Data extracts
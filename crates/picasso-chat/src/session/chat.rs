//! `send_message`: mood, user message, streamed reply.

use futures_util::StreamExt;
use picasso_common::ChatError;
use tracing::{debug, info, warn};

use crate::completion::CompletionRequest;
use crate::streaming::fragment_stream;

use super::manager::ChatSession;
use super::types::{InFlight, SendOutcome, FALLBACK_REPLY};

/// Clears `loading` if a send is dropped mid-stream.
struct ReplyGuard<'a> {
    session: &'a ChatSession,
}

impl Drop for ReplyGuard<'_> {
    fn drop(&mut self) {
        if self.session.lock().is_loading() {
            self.session.mutate(|state| state.finish_reply());
        }
    }
}

impl ChatSession {
    /// Send a user message and stream the assistant's reply into the history.
    ///
    /// No-op for blank input or while another send is in flight. Failures
    /// never propagate: a failed request leaves a fixed fallback reply in
    /// the transcript, after whatever partial reply had already streamed.
    pub async fn send_message(&self, text: &str) -> SendOutcome {
        if text.trim().is_empty() {
            return SendOutcome::Ignored;
        }
        let Some(_in_flight) = InFlight::claim(&self.busy) else {
            debug!("send ignored, a reply is already in flight");
            return SendOutcome::Ignored;
        };

        let mood = self.mood.classify(text).await;
        debug!(mood = %mood.mood, confidence = mood.confidence, "classified user message");

        let request = self.mutate(|state| {
            state.set_mood(mood.clone());
            state.push_user(text, mood.clone());
            state.begin_reply();
            CompletionRequest::from_history(state.messages(), mood.mood)
        });
        let _reply = ReplyGuard { session: self };

        let (fragments, result) = self.stream_reply(&request).await;

        self.mutate(|state| {
            if result.is_err() {
                state.push_fallback(FALLBACK_REPLY);
            }
            state.finish_reply();
        });

        match result {
            Ok(()) => {
                info!(fragments, "assistant reply complete");
                SendOutcome::Completed { fragments }
            }
            Err(e) => {
                warn!(fragments, "chat request failed: {e}");
                SendOutcome::Failed(e)
            }
        }
    }

    /// Consume the completion stream, folding each fragment in before the
    /// next one is read. Returns the fragment count and how the stream ended.
    async fn stream_reply(&self, request: &CompletionRequest) -> (usize, Result<(), ChatError>) {
        let body = match self.completion.stream(request).await {
            Ok(body) => body,
            Err(e) => return (0, Err(e)),
        };

        let mut fragments = std::pin::pin!(fragment_stream(body));
        let mut count = 0;
        while let Some(item) = fragments.next().await {
            match item {
                Ok(fragment) => {
                    self.mutate(|state| state.apply_fragment(&fragment));
                    count += 1;
                }
                Err(e) => return (count, Err(e)),
            }
        }
        (count, Ok(()))
    }
}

What is being asked
Copy the whole listing above once more, character for character.

Task answer
filename crates/picasso-chat/src/session/chat.rs
//! `send_message`: mood, user message, streamed reply.

use futures_util::StreamExt;
use picasso_common::ChatError;
use tracing::{debug, info, warn};

use crate::completion::CompletionRequest;
use crate::streaming::fragment_stream;

use super::manager::ChatSession;
use super::types::{InFlight, SendOutcome, FALLBACK_REPLY};

/// Clears `loading` if a send is dropped mid-stream.
struct ReplyGuard<'a> {
    session: &'a ChatSession,
}

impl Drop for ReplyGuard<'_> {
    fn drop(&mut self) {
        if self.session.lock().is_loading() {
            self.session.mutate(|state| state.finish_reply());
        }
    }
}

impl ChatSession {
    /// Send a user message and stream the assistant's reply into the history.
    ///
    /// No-op for blank input or while another send is in flight. Failures
    /// never propagate: a failed request leaves a fixed fallback reply in
    /// the transcript, after whatever partial reply had already streamed.
    pub async fn send_message(&self, text: &str) -> SendOutcome {
        if text.trim().is_empty() {
            return SendOutcome::Ignored;
        }
        let Some(_in_flight) = InFlight::claim(&self.busy) else {
            debug!("send ignored, a reply is already in flight");
            return SendOutcome::Ignored;
        };

        let mood = self.mood.classify(text).await;
        debug!(mood = %mood.mood, confidence = mood.confidence, "classified user message");

        let request = self.mutate(|state| {
            state.set_mood(mood.clone());
            state.push_user(text, mood.clone());
            state.begin_reply();
            CompletionRequest::from_history(state.messages(), mood.mood)
        });
        let _reply = ReplyGuard { session: self };

        let (fragments, result) = self.stream_reply(&request).await;

        self.mutate(|state| {
            if result.is_err() {
                state.push_fallback(FALLBACK_REPLY);
            }
            state.finish_reply();
        });

        match result {
            Ok(()) => {
                info!(fragments, "assistant reply complete");
                SendOutcome::Completed { fragments }
            }
            Err(e) => {
                warn!(fragments, "chat request failed: {e}");
                SendOutcome::Failed(e)
            }
        }
    }

    /// Consume the completion stream, folding each fragment in before the
    /// next one is read. Returns the fragment count and how the stream ended.
    async fn stream_reply(&self, request: &CompletionRequest) -> (usize, Result<(), ChatError>) {
        let body = match self.completion.stream(request).await {
            Ok(body) => body,
            Err(e) => return (0, Err(e)),
        };

        let mut fragments = std::pin::pin!(fragment_stream(body));
        let mut count = 0;
        while let Some(item) = fragments.next().await {
            match item {
                Ok(fragment) => {
                    self.mutate(|state| state.apply_fragment(&fragment));
                    count += 1;
                }
                Err(e) => return (count, Err(e)),
            }
        }
        (count, Ok(()))
    }
}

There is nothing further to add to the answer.